Jeffrey Wittmer

Personal information
- Born: September 30, 1984 (age 41) St. Louis, Missouri, United States

Sport
- Sport: Weightlifting

Medal record
Men's Weightlifting
Representing United States
Pan American Championships
| Bronze medal – third place | 2008 Callao | – 94 kg |

= Jeffrey Wittmer =

American weightlifter (born 1984)

Jeffrey Michael Wittmer (born September 30, 1984) in St. Louis, Missouri is a weightlifter for the United States.

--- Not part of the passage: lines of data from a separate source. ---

//! Change detection between two fingerprint maps

use std::collections::BTreeSet;

use crate::hasher::FileHashes;

/// Files that differ between the baseline and the working tree
#[derive(Debug, Clone, Default, PartialEq, Eq, serde::Serialize)]
pub struct ChangeSet {
    /// Present in both, fingerprint differs
    pub modified: BTreeSet<String>,
    /// Present now, absent from the baseline
    pub added: BTreeSet<String>,
    /// Present in the baseline, gone now
    pub deleted: BTreeSet<String>,
}

impl ChangeSet {
    /// Compare the baseline fingerprints with the current ones
    pub fn between(baseline: &FileHashes, current: &FileHashes) -> Self {
        let mut changes = Self::default();
        for (path, hash) in current {
            match baseline.get(path) {
                None => {
                    changes.added.insert(path.clone());
                }
                Some(old) if old != hash => {
                    changes.modified.insert(path.clone());
                }
                Some(_) => {}
            }
        }
        for path in baseline.keys() {
            if !current.contains_key(path) {
                changes.deleted.insert(path.clone());
            }
        }
        changes
    }

    /// Mark extra files as modified (e.g. reported by git).
    ///
    /// Files already counted as added or deleted stay where they are.
    pub fn mark_modified<I>(&mut self, paths: I)
    where
        I: IntoIterator<Item = String>,
    {
        for path in paths {
            if !self.added.contains(&path) && !self.deleted.contains(&path) {
                self.modified.insert(path);
            }
        }
    }

    /// Union of modified, added and deleted
    pub fn all(&self) -> BTreeSet<String> {
        self.modified
            .iter()
            .chain(&self.added)
            .chain(&self.deleted)
            .cloned()
            .collect()
    }

    pub fn len(&self) -> usize {
        self.modified.len() + self.added.len() + self.deleted.len()
    }

    pub fn is_empty(&self) -> bool {
        self.modified.is_empty() && self.added.is_empty() && self.deleted.is_empty()
    }
}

Getting his start in his basement gym Jeff won his first 50 competitions. Jeff is featured on the cover of the book Explosive Lifting for Sports by Harvey Newton. He holds multiple national titles and records. Jeff graduated from Hazelwood West High School in 2003. After graduation, he accepted an invitation to the Olympic Training Center in Colorado Springs, CO.
At the 2006 World Championships he ranked 26th in the 94 kg category, with a total of 338 kg.

His most notable performances include 5th place at the 2007 Pan American Games in Rio de Janeiro, Brazil.
He won a silver, and two bronze medals at the 2008 Pan American Championships in Callao, Peru, in the 94 kg category, with a total of 347 kg.

He is known for his extreme flexibility and gutsy performances. Jeff was a favorite to make the 2-man Olympic team for the 2008 Summer Olympics, but fell just short at the Olympic Trials in Atlanta, GA.